Diese Infrastrukturprogramme haben das Potenzial, die Produktivität und damit das Potenzialwachstum nachhaltig zu erhöhen. Die Schwierigkeit dabei ist, dass diese nicht zu einem «keynesianischen Strohfeuer» verkommen. In diesem Zusammenhang ist besonders die Digitalisierung zu nennen, welche es ermöglicht, die Arbeitsproduktivität langfristig zu erhöhen. In der Gesamtbetrachtung ist natürlich auch die Finanzierungsseite einzubeziehen. Finanziert werden sollen die Programme einerseits durch eine Erhöhung der Schulden und andererseits durch höhere Steuereinnahmen. Aufgrund des aktuellen Tiefzinsumfeldes ist die Schuldenaufnahme – trotz einem rekordhohen globalen Schuldenberg – derzeit äusserst günstig. Insofern können Infrastrukturprogramme schon bei einem kleinen Multiplikatoreffekt eine positive Wirkung zeigen. Umstrittener ist die Wirkung, wenn die Programme mit höheren Steuereinnahmen finanziert werden. Hier kommt ein klassischer «Crowding-Out-Effekt» zum Tragen, bei dem die staatlichen Investitionen die privaten substituieren. Dies ist oft mit einem negativen Gesamtnutzen verbunden.

Klar ist, dass die Staaten immer mehr das Ruder übernehmen und die fiskalpolitischen Ausgaben weiter stark ansteigen werden. Kurzfristig wird dies der Konjunktur weiteren Rückenwind geben und zu einer Wirtschaftserholung beitragen. Anleger können sich damit im Fahrwasser der Regierungen positionieren. Infrastrukturtitel dürften in den nächsten Quartalen zu den Gewinnern an den Börsen gehören.

Der CIO erklärt: Was heisst das für Sie als Anleger?

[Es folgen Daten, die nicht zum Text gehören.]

//! Initialize a slotjsx project.

use std::fs;
use std::path::Path;

use anyhow::{Context, Result};

/// Run the init command. The demo file is written next to the config.
pub fn run(config_path: &Path, yes: bool) -> Result<()> {
    tracing::info!("Initializing slotjsx...");

    let demo_path = config_path
        .parent()
        .unwrap_or_else(|| Path::new(""))
        .join("demo.jsx");

    write_unless_exists(config_path, DEFAULT_CONFIG, yes)?;
    write_unless_exists(&demo_path, DEFAULT_DEMO, yes)?;

    tracing::info!("Initialization complete!");
    tracing::info!("Run 'slotjsx render {}' to see it rendered.", demo_path.display());

    Ok(())
}

fn write_unless_exists(path: &Path, content: &str, yes: bool) -> Result<()> {
    if path.exists() && !yes {
        tracing::warn!("{} already exists. Use --yes to overwrite.", path.display());
        return Ok(());
    }

    if let Some(parent) = path.parent().filter(|p| !p.as_os_str().is_empty()) {
        fs::create_dir_all(parent)
            .with_context(|| format!("Failed to create {}", parent.display()))?;
    }
    fs::write(path, content).with_context(|| format!("Failed to write {}", path.display()))?;
    tracing::info!("Created {}", path.display());

    Ok(())
}

const DEFAULT_CONFIG: &str = r#"# slotjsx configuration

[merge]
# "default" concatenates className, merges style and chains handlers.
# "shallow" lets host props replace outer props.
strategy = "default"

[components]
# Component name = intrinsic tag it renders as
Link = "a"
Button = "button"

[check]
# File extensions scanned by `slotjsx check`
extensions = ["jsx", "slot"]
"#;

const DEFAULT_DEMO: &str = r#"<div>
  <Slot className="btn" onClick={track}>
    <Link href="/docs" className="primary">Read the docs</Link>
  </Slot>
  <Slot className="btn" style={{ color: "white" }}>
    <img src="/icon.svg" />
    <Slottable>
      <Button type="submit" style={{ background: "blue" }}>Save</Button>
    </Slottable>
  </Slot>
</div>
"#;
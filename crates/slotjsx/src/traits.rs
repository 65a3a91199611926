//! Trait definitions for creation primitives.

use crate::element::{ElementType, Props, Value};

/// Source location forwarded to the diagnostics primitive.
#[derive(Debug, Clone, PartialEq, Eq, Default)]
pub struct SourceInfo {
    pub file_name: String,
    pub line_number: u32,
    pub column_number: u32,
}

/// Errors that can occur while slotting. All are recoverable: the interceptor
/// reports them and falls back to rendering the marker as-is.
#[derive(Debug, Clone, PartialEq, Eq, thiserror::Error)]
pub enum SlotError {
    #[error("Slot component requires a Slottable child")]
    HostNotFound,

    #[error("Slottable must contain exactly one child element, found {count}")]
    AmbiguousHost { count: usize },

    #[error("Slottable child must be a valid element")]
    InvalidHost,

    #[error("Slot requires an element child to slot onto")]
    MissingHostChild,
}

/// The production element-creation primitive (`jsx` / `jsxs`).
pub trait CreateElement {
    /// Opaque element produced by the host framework
    type Output;

    fn create(&self, ty: ElementType, props: Props, key: Option<String>) -> Self::Output;
}

impl<F, O> CreateElement for F
where
    F: Fn(ElementType, Props, Option<String>) -> O,
{
    type Output = O;

    fn create(&self, ty: ElementType, props: Props, key: Option<String>) -> O {
        self(ty, props, key)
    }
}

/// The development-mode element-creation primitive (`jsxDEV`).
pub trait CreateElementDev {
    /// Opaque element produced by the host framework
    type Output;

    /// # Arguments
    /// * `is_static_children` - Whether children were passed as a static array
    /// * `source` - Source location of the call site
    /// * `owner` - The `this` of the call site, if any
    fn create_dev(
        &self,
        ty: ElementType,
        props: Props,
        key: Option<String>,
        is_static_children: bool,
        source: Option<SourceInfo>,
        owner: Option<Value>,
    ) -> Self::Output;
}

impl<F, O> CreateElementDev for F
where
    F: Fn(ElementType, Props, Option<String>, bool, Option<SourceInfo>, Option<Value>) -> O,
{
    type Output = O;

    fn create_dev(
        &self,
        ty: ElementType,
        props: Props,
        key: Option<String>,
        is_static_children: bool,
        source: Option<SourceInfo>,
        owner: Option<Value>,
    ) -> O {
        self(ty, props, key, is_static_children, source, owner)
    }
}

Mit dem Triumph der beiden demokratischen Senatoren bei den Nachwahlen in Georgia konnten sich die Demokraten die Mehrheit im Kongress sichern. Die Reaktion an den Börsen folgte auf dem Fusse: Zyklische Aktien schossen nach oben und gleichzeitig stiegen die Zinsen am langen Ende der Kurve um fast 20 Basispunkte an. Der Grund? Mit der «blauen Welle» sind die Aussichten für ein umfassendes, 2 Billionen US-Dollar schweres Infrastrukturprogramm in den USA sprunghaft gestiegen.

Als Anleger kann man im Fahrwasser der Regierungen somit weiterhin auf Infrastrukturaktien setzen. In der Schweiz gehören Werte wie LafargeHolcim, Sika, Schindler und Geberit dazu. Aber auch der Bereich der nachhaltigen Energien wird weiter Rückenwind erhalten. Die Kehrseite der Medaille ist, dass weltweit die bereits rekordhohen Schuldenberge weiter ansteigen werden. Damit dürfte auch die Zinskurve tendenziell etwas steiler werden. Für Staatsanleihen-Besitzer sind dies keine guten Aussichten.